Phytane to n-C18 alkane (Ph/n-C18) versus pristane to n-C17 alkane (Pr/n-C17) ratios for reservoir crude oils and source rock extracts.

2.3. Types of organic matter (kerogen types)

The type of organic matter (kerogen) is considered the second most important parameter in evaluating the source rock. The kerogen type can be differentiated by optical microscopic or by physicochemical methods. The differences among them are related to the nature of the original organic matter. The organic matter in potential source rocks must be of the type that is capable of generating petroleum [2, 3]. It has been established that the organic matter is classified into three classes [24]:

  1. (types I and II) equivalent Sapropelic type.

  2. (type III) equivalent Humic type.

  3. Mixed type from the two other types equivalent (II/III or III/II).

Espitalie et al. [5] used the pyrolysis yield to differentiate between the types of organic matter by plotting the hydrogen index versus the oxygen index on a modified Van Krevelen diagram, as follows:

  1. Type I: mainly oil-prone organic matter with minor gas.

  2. Type II: mixed oil and gas-prone organic matter.

  3. Type III: mainly gas-prone organic matter.

The organic matter type is an important factor for evaluating the source rock potentiality and has important influence on the nature of the hydrocarbon products [2, 4]. Peters and Cassa [6] proposed that, for mature source rock, HI for gas-prone organic matter is less than 150, gas-oil-prone organic matter is between 150 and 300, whereas oil-prone organic matter is more than 300 HI. So, it is very important to determine the kerogen types, in order to detect the hydrocarbon products. The pyrolysis results can be used for the determination of the organic matter types. This can be achieved by drawing the relation between the hydrogen index (HI) and the oxygen index (OI).

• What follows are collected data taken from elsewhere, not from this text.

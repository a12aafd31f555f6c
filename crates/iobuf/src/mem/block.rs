// Copyright (c) Microsoft Corporation.
// Licensed under the MIT License.

use std::fmt;
use std::mem;
use std::sync::Arc;

use nm::{Event, Magnitude};
use tracing::{Level, event};

use crate::mem::BlockAllocator;
use crate::{Error, Result};

/// The storage behind one or more extents.
///
/// Extents hold a block via `Arc<Block>`, so the block lives for as long as any extent
/// references it. When the last reference goes away, the storage is handed back to the
/// allocator it came from (if any).
///
/// Writing into a block requires exclusive access (`Arc::get_mut()` / `Arc::make_mut()`).
/// When an extent wants to write into a block that is shared, `Arc::make_mut()` uses the
/// `Clone` implementation below to detach the extent onto a private copy.
pub(crate) struct Block {
    bytes: Box<[u8]>,

    // `None` for caller-supplied or heap storage that is simply dropped.
    allocator: Option<Arc<dyn BlockAllocator>>,
}

impl Block {
    /// Zero-initialized storage from the Rust global allocator.
    pub(crate) fn heap(len: usize) -> Self {
        Self {
            bytes: vec![0_u8; len].into_boxed_slice(),
            allocator: None,
        }
    }

    /// Adopts caller-supplied storage. It is dropped normally when no longer referenced.
    pub(crate) fn from_boxed(bytes: Box<[u8]>) -> Self {
        Self { bytes, allocator: None }
    }

    /// Adopts storage previously supplied by `allocator`, which will get it back on drop.
    pub(crate) fn from_allocator(bytes: Box<[u8]>, allocator: Arc<dyn BlockAllocator>) -> Self {
        Self {
            bytes,
            allocator: Some(allocator),
        }
    }

    /// Obtains a fresh block from `allocator`.
    pub(crate) fn allocate(allocator: &Arc<dyn BlockAllocator>) -> Result<Self> {
        let Some(bytes) = allocator.allocate() else {
            let block_size = allocator.block_size().get();

            event!(Level::WARN, message = "block allocation failed", block_size);

            return Err(Error::AllocationFailed { block_size });
        };

        Ok(Self::from_allocator(bytes, Arc::clone(allocator)))
    }

    pub(crate) fn len(&self) -> usize {
        self.bytes.len()
    }

    pub(crate) fn as_slice(&self) -> &[u8] {
        &self.bytes
    }

    pub(crate) fn as_mut_slice(&mut self) -> &mut [u8] {
        &mut self.bytes
    }
}

impl Clone for Block {
    /// Creates a private copy of the block, preferring storage from the same allocator.
    fn clone(&self) -> Self {
        let len = self.len();

        BLOCK_DETACHED_SIZE.with(|e| e.observe(len));
        event!(Level::TRACE, message = "detaching extent from shared block", len);

        let mut copy = self
            .allocator
            .as_ref()
            .filter(|allocator| allocator.block_size().get() == len)
            .and_then(|allocator| {
                allocator
                    .allocate()
                    .filter(|bytes| bytes.len() == len)
                    .map(|bytes| Self::from_allocator(bytes, Arc::clone(allocator)))
            })
            .unwrap_or_else(|| Self::heap(len));

        copy.bytes.copy_from_slice(&self.bytes);
        copy
    }
}

impl Drop for Block {
    fn drop(&mut self) {
        if let Some(allocator) = self.allocator.take() {
            allocator.deallocate(mem::take(&mut self.bytes));
        }
    }
}

impl fmt::Debug for Block {
    #[cfg_attr(coverage_nightly, coverage(off))] // There is no specific API contract here for us to test.
    fn fmt(&self, f: &mut fmt::Formatter<'_>) -> fmt::Result {
        f.debug_struct("Block")
            .field("len", &self.bytes.len())
            .field("allocator", &self.allocator)
            .finish()
    }
}

const BLOCK_SIZE_BUCKETS: &[Magnitude] = &[0, 512, 1024, 2048, 4096, 8192, 16_384, 65_536];

thread_local! {
    static BLOCK_DETACHED_SIZE: Event = Event::builder()
        .name("iobuf_extent_detached_bytes")
        .histogram(BLOCK_SIZE_BUCKETS)
        .build();
}
// Copyright (c) Microsoft Corporation.
// Licensed under the MIT License.

//! Relays bytes from one socket to another through a byte stream, splitting off a fixed-size
//! header along the way without copying it.

#[cfg(unix)]
fn main() -> Result<(), iobuf::Error> {
    use std::io::Write;
    use std::os::unix::net::UnixStream;
    use std::sync::Arc;

    use iobuf::{ByteStream, HeapAllocator};
    use new_zealand::nz;

    const HEADER_LEN: usize = 8;

    let (mut client, mut server_in) = UnixStream::pair()?;
    let (mut server_out, mut peer) = UnixStream::pair()?;

    client.write_all(b"HEADER01the payload follows the header")?;
    drop(client);

    let mut inbound = ByteStream::with_allocator(Arc::new(HeapAllocator::new(nz!(16))));

    while inbound.read_from(&mut server_in, None)? > 0 {}

    let mut header = ByteStream::new();
    header.move_from(&mut inbound, HEADER_LEN);

    println!("header: {}", String::from_utf8_lossy(&header.to_vec()));
    println!("payload spans {} extents", inbound.extents().len());

    let written = inbound.write_to(&mut server_out)?;
    drop(server_out);

    let mut received = ByteStream::new();
    while received.read_from(&mut peer, None)? > 0 {}

    println!("relayed {written} bytes: {}", String::from_utf8_lossy(&received.to_vec()));

    Ok(())
}

#[cfg(not(unix))]
fn main() {
    println!("This example requires Unix domain sockets.");
}
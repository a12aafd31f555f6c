// Copyright (c) Microsoft Corporation.
// Licensed under the MIT License.

use thiserror::Error;

/// An error signaled by the buffer engine.
///
/// Clipping an over-sized request to what fits is never an error. Operations that can only
/// partially succeed report the number of bytes they actually processed instead. Errors are
/// only raised when no progress at all could be made.
///
/// # Thread safety
///
/// This type is thread-safe.
#[derive(Debug, Error)]
#[non_exhaustive]
pub enum Error {
    /// The descriptor failed before any byte was transferred.
    ///
    /// The operating system error code, if any, is available via
    /// [`std::io::Error::raw_os_error()`]. Whether the error means "try again later"
    /// (e.g. [`std::io::ErrorKind::WouldBlock`]) or a hard failure is for the caller to decide.
    #[error(transparent)]
    Io(#[from] std::io::Error),

    /// The block allocator could not supply a memory block and nothing had been transferred yet.
    #[error("block allocator failed to supply a block of {block_size} bytes")]
    AllocationFailed {
        /// Size of the block that was requested.
        block_size: usize,
    },

    /// The process-wide default allocator has already been fixed, either because one was
    /// installed earlier or because the built-in default was used.
    #[error("the default block allocator is already in use and can no longer be replaced")]
    DefaultAllocatorInUse,
}

impl Error {
    /// Whether this error means that the descriptor is not ready and the operation
    /// may be retried once it is.
    #[must_use]
    pub fn is_would_block(&self) -> bool {
        matches!(self, Self::Io(e) if e.kind() == std::io::ErrorKind::WouldBlock)
    }
}

/// A `Result` that may contain an [`Error`] from this crate.
pub type Result<T> = std::result::Result<T, Error>;

/// Represents a buffer engine error as a standard I/O error, for callers that
/// interoperate with APIs expecting standard I/O errors.
impl From<Error> for std::io::Error {
    fn from(value: Error) -> Self {
        match value {
            Error::Io(error) => error,
            Error::AllocationFailed { .. } => Self::new(std::io::ErrorKind::OutOfMemory, value),
            Error::DefaultAllocatorInUse => Self::other(value),
        }
    }
}
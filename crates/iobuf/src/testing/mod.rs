// Copyright (c) Microsoft Corporation.
// Licensed under the MIT License.

//! Test doubles for exercising byte stream logic under controlled conditions.
//!
//! * [`ScriptedReader`] / [`ScriptedWriter`] stand in for descriptors and let a test decide
//!   exactly how many bytes each vectored system call transfers, including short transfers
//!   and failures.
//! * [`TrackingAllocator`] counts blocks in use so tests can prove that nothing leaks.
//! * [`FailingAllocator`] runs out of blocks after a configured number of allocations.

mod allocators;
mod scripted_reader;
mod scripted_writer;

pub use allocators::{FailingAllocator, TrackingAllocator};
pub use scripted_reader::{ReadCall, ReadStep, ScriptedReader};
pub use scripted_writer::{ScriptedWriter, WriteCall, WriteStep};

In this study, the kerogen types present in the source rocks of the Sayun-Masilah basin identified from the modified Van Krevelen diagram ( Figure 5 ) show that the Madbi shales interval contain kerogen of type I (algenite) oil prone, whereas type II (exinite) could be capable to generate mixed oil and gas. The hydrogen index (HI) value of Madbi Formation ranges from 362 to 613 mg/g with low oxygen index, indicating a capability of this formation to generate oil and mixed oil and gas hydrocarbons ( Figure 5 ). The plots of the Naifa and L. Qishn Formations are characterized by the type II kerogen of lower hydrogen index ( Figure 5 ), which could be capable to generate gases and oil, because they have higher (OI) than the Madbi Formation. Generally, most of the studied samples of Madbi source rocks of Sayun-Masilah basin are characterized by low OI, which reflect the capability of these sources to produce more oil than gases in type II kerogen.

Figure 5.

Plots of Hydrogen index (HI) versus Oxygen index (OI), showing kerogen quality of the Upper Jurassic samples in the Sayun-Masila basin, Yemen.

2.4. Bitumen bulk geochemical parameters

The amounts of extractable organic matter (EOM), total hydrocarbon yield as well as the relative proportions of saturated, aromatic fractions, and nitrogen/sulfur/oxygen (NSO) compounds. The saturated and aromatic fractions together create the petroleum-like hydrocarbon fraction; thus, the sum of these two fractions is referred as hydrocarbons (HCs) [25]. Since the hydrocarbon portion of the bitumen extracted from sediment is the petroleum-like portion, it is used as an important parameter in the source-rock evaluation [26, 27]. These parameters are very important in petroleum source-rock evaluation (e.g., [26, 27, 28]). In this respect, most of the Upper Jurassic samples in Sayun-Masilah basin appear to be prolific petroleum sources where abundant naphthenic oils might be expected to be generated. The plots of TOC content versus extractable organic matter (EOM) and hydrocarbon yields ( Figure 6 ) show the Upper Jurassic sediments in the study area as good to very good source rocks with good to very good potential for oil generation potential (e.g., [6]).

Figure 6.

Plots of TOC content versus bitumen extractions and hydrocarbon yields, showing source potential rating and hydrocarbon source-rock richness for the selected samples.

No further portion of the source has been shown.